• _Task description_: Gather the lines below that include the string "before", copying each in full.

• _Data excerpts_:
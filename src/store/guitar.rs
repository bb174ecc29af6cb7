//! Guitar tab: tuning, notes and their tie relations
//!
//! `GuitarStore` is the only way notes and ties are edited together, so
//! deleting or moving a note can never leave a relation pointing at an
//! empty cell.

use super::position_index::PositionIndex;
use super::tie_store::TieStore;
use crate::error::{EditorError, Result};
use crate::models::theory::{valid_midi, Midi, DEFAULT_FRETS, DEFAULT_TUNING, MIDI_MAX};
use crate::models::{largest_spacing_divisor, GuitarNote, NotePosition, Pitch, Position, Spacing};
use serde::{Deserialize, Serialize};

/// One grid column of the tab, with a slot per string
#[derive(Debug, Clone, PartialEq, Serialize, Deserialize)]
pub struct GuitarStack {
    pub position: Position,
    pub notes: Vec<Option<GuitarNote>>,
}

/// A note and the cell it would occupy after a move
#[derive(Debug, Clone, Copy, PartialEq, Serialize, Deserialize)]
pub struct MovedNote {
    pub position: NotePosition,
    pub note: GuitarNote,
}

#[derive(Debug, Clone, PartialEq, Serialize, Deserialize)]
#[serde(rename_all = "camelCase")]
pub struct GuitarStore {
    /// Base pitch of each string, highest string first
    pub tuning: Vec<Midi>,
    #[serde(rename = "fretCount", alias = "frets", default = "default_frets")]
    pub frets: u32,
    #[serde(default)]
    stacks: PositionIndex<GuitarNote>,
    #[serde(default)]
    ties: TieStore,
}

fn default_frets() -> u32 {
    DEFAULT_FRETS
}

impl GuitarStore {
    pub fn new(tuning: Vec<Midi>, frets: u32) -> Self {
        Self {
            tuning,
            frets,
            stacks: PositionIndex::new(),
            ties: TieStore::new(),
        }
    }

    pub fn string_count(&self) -> usize {
        self.tuning.len()
    }

    pub fn notes(&self) -> &PositionIndex<GuitarNote> {
        &self.stacks
    }

    pub fn ties(&self) -> &TieStore {
        &self.ties
    }

    pub fn ties_mut(&mut self) -> &mut TieStore {
        &mut self.ties
    }

    pub fn get_note(&self, at: NotePosition) -> Option<&GuitarNote> {
        self.stacks.get_note(at.position, at.string)
    }

    /// Check that every note and relation sits on a string of the tuning
    pub fn validate(&self) -> Result<()> {
        if self.tuning.is_empty() {
            return Err(EditorError::InvariantViolation("tuning has no strings".to_string()));
        }
        let strings = self.string_count();
        let outside = self
            .stacks
            .iter()
            .flat_map(|(_, stack)| stack.strings())
            .chain(self.ties.strings())
            .find(|string| *string >= strings);
        if let Some(string) = outside {
            return Err(EditorError::InvariantViolation(format!(
                "string {} outside tuning of {} strings",
                string, strings
            )));
        }
        Ok(())
    }

    pub fn set_note(&mut self, at: NotePosition, note: GuitarNote) -> Result<()> {
        if at.string >= self.string_count() {
            return Err(EditorError::InvariantViolation(format!(
                "string {} outside tuning of {} strings",
                at.string,
                self.string_count()
            )));
        }
        self.stacks.set_note(at.position, at.string, note)?;
        Ok(())
    }

    /// Remove a note together with any tie or bend touching it
    pub fn delete_note(&mut self, at: NotePosition) -> Option<GuitarNote> {
        let removed = self.stacks.delete_note(at.position, at.string);
        self.ties.delete_at(at.string, at.position);
        removed
    }

    /// Where the given notes would land after a move, without moving them
    ///
    /// Fretted pitches are re-expressed for the new string so the fret
    /// number stays the same. Fails with `InvalidEdit` if any note would
    /// leave the tuning, land before 0 or leave the MIDI range.
    pub fn get_moved_notes(
        &self,
        positions: &[NotePosition],
        delta_string: i32,
        delta_position: Position,
    ) -> Result<Vec<MovedNote>> {
        let mut moved = Vec::with_capacity(positions.len());
        for at in positions {
            let Some(note) = self.get_note(*at) else {
                continue;
            };

            let string = at.string as i32 + delta_string;
            if string < 0 || string >= self.string_count() as i32 {
                return Err(EditorError::InvalidEdit(format!(
                    "string {} outside tuning of {} strings",
                    string,
                    self.string_count()
                )));
            }
            let string = string as usize;

            let position = at.position + delta_position;
            if position.is_negative() {
                return Err(EditorError::InvalidEdit(format!(
                    "position {} is before the start of the piece",
                    position
                )));
            }

            let pitch = match note.note {
                Pitch::Muted => Pitch::Muted,
                Pitch::Midi(midi) => {
                    let (Some(&to), Some(&from)) = (self.tuning.get(string), self.tuning.get(at.string)) else {
                        return Err(EditorError::InvariantViolation(format!(
                            "note on string {} outside tuning of {} strings",
                            at.string,
                            self.string_count()
                        )));
                    };
                    let shifted = midi as i32 + to as i32 - from as i32;
                    if !valid_midi(shifted) {
                        return Err(EditorError::InvalidEdit(format!(
                            "pitch {} outside 0..={}",
                            shifted, MIDI_MAX
                        )));
                    }
                    Pitch::Midi(shifted as Midi)
                }
            };

            moved.push(MovedNote {
                position: NotePosition::new(string, position),
                note: GuitarNote { note: pitch },
            });
        }
        Ok(moved)
    }

    /// Move (or copy) notes; all-or-nothing
    ///
    /// Returns the new cells, or `None` when the move was refused and
    /// nothing changed.
    pub fn move_notes(
        &mut self,
        positions: &[NotePosition],
        delta_string: i32,
        delta_position: Position,
        copy: bool,
    ) -> Option<Vec<NotePosition>> {
        let moved = match self.get_moved_notes(positions, delta_string, delta_position) {
            Ok(moved) => moved,
            Err(err) => {
                log::warn!("move_notes rejected: {}", err);
                return None;
            }
        };

        if !copy {
            for at in positions {
                self.delete_note(*at);
            }
        }
        for m in &moved {
            // targets were validated above
            if let Err(err) = self.set_note(m.position, m.note) {
                log::error!("move_notes: {}", err);
            }
        }
        Some(moved.into_iter().map(|m| m.position).collect())
    }

    /// Delete every note in `[start, end)`
    pub fn delete_stacks(&mut self, start: Position, end: Position) {
        let cells: Vec<NotePosition> = self
            .stacks
            .get_stacks(start, end)
            .into_iter()
            .flat_map(|(position, stack)| {
                stack.strings().map(move |string| NotePosition::new(string, position)).collect::<Vec<_>>()
            })
            .collect();
        for at in cells {
            self.delete_note(at);
        }
    }

    /// Grid columns in `[start, end)` on a `subunit` grid
    ///
    /// Every grid point gets a column, occupied or not. Occupied positions
    /// off the grid are left out.
    pub fn stacks_in(&self, start: Position, end: Position, subunit: Position) -> Vec<GuitarStack> {
        if !subunit.is_positive() {
            return Vec::new();
        }

        let mut positions: Vec<Position> = self.stacks.get_stacks(start, end).into_iter().map(|(p, _)| p).collect();
        let mut grid = start;
        while grid < end {
            positions.push(grid);
            grid += subunit;
        }
        positions.sort();
        positions.dedup();

        positions
            .into_iter()
            .filter(|p| p.is_multiple_of(subunit))
            .map(|position| GuitarStack {
                position,
                notes: (0..self.string_count())
                    .map(|string| self.stacks.get_note(position, string).copied())
                    .collect(),
            })
            .collect()
    }

    /// Shift notes and relations at or after `position`
    pub fn shift_from(&mut self, position: Position, by: Position) {
        self.stacks.shift_from(position, by);
        self.ties.shift_from(position, by);
    }

    /// Move the notes and relations in `[start, end)` by `delta`
    pub fn move_range(&mut self, start: Position, end: Position, delta: Position) {
        self.stacks.move_range(start, end, delta);
        self.ties.move_range(start, end, delta);
    }

    pub fn last_position(&self) -> Position {
        self.stacks.last_position()
    }

    /// Finest grid needed by any note or bend point
    pub fn min_spacing(&self) -> Option<Spacing> {
        let mut finest = self.stacks.min_spacing();
        if !self.stacks.is_empty() && finest.is_none() {
            return None;
        }
        for bend in self.ties.get_bends() {
            let points = bend.release_point().into_iter().chain(std::iter::once(bend.to));
            for point in points {
                if let Some(divisor) = largest_spacing_divisor(point) {
                    finest = match finest {
                        Some(f) if f.beats() <= divisor.beats() => Some(f),
                        _ => Some(divisor),
                    };
                }
            }
        }
        finest
    }

    /// Add a string at `index` (the bottom when `None`)
    ///
    /// A new top string is tuned a fourth above the old top, a new bottom
    /// string a fourth below the old bottom, and an inner string copies the
    /// string it displaces.
    pub fn insert_string(&mut self, index: Option<usize>) {
        let len = self.tuning.len();
        let index = index.unwrap_or(len).min(len);
        let note = new_tuning_note(&self.tuning, index);
        self.tuning.insert(index, note);
        self.stacks.insert_string(index);
        self.ties.insert_string(index);
        log::debug!("insert_string: {} tuned to {}", index, note);
    }

    /// Remove string `index` (the bottom when `None`) with its notes and relations
    ///
    /// The last remaining string stays.
    pub fn remove_string(&mut self, index: Option<usize>) -> bool {
        if self.tuning.len() <= 1 {
            log::warn!("remove_string: refusing to remove the last string");
            return false;
        }
        let index = index.unwrap_or(self.tuning.len() - 1);
        if index >= self.tuning.len() {
            log::warn!("remove_string: no string {}", index);
            return false;
        }
        self.tuning.remove(index);
        self.stacks.remove_string(index);
        self.ties.remove_string(index);
        true
    }

    pub fn set_tuning_note(&mut self, string: usize, note: Midi) -> Result<()> {
        match self.tuning.get_mut(string) {
            Some(slot) => {
                *slot = note;
                Ok(())
            }
            None => Err(EditorError::InvariantViolation(format!(
                "no string {} to tune",
                string
            ))),
        }
    }
}

impl Default for GuitarStore {
    fn default() -> Self {
        Self::new(DEFAULT_TUNING.to_vec(), DEFAULT_FRETS)
    }
}

/// Tuning for a string inserted at `index`
pub(crate) fn new_tuning_note(tuning: &[Midi], index: usize) -> Midi {
    let clamp = |value: i32| value.clamp(0, MIDI_MAX) as Midi;
    match (tuning.first(), tuning.last()) {
        (None, _) | (_, None) => DEFAULT_TUNING[0],
        (_, Some(bottom)) if index >= tuning.len() => clamp(*bottom as i32 - 5),
        (Some(top), _) if index == 0 => clamp(*top as i32 + 5),
        _ => tuning[index],
    }
}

• _Result of this exercise_:
    /// leave the tuning, land before 0 or leave the MIDI range.
                    "position {} is before the start of the piece",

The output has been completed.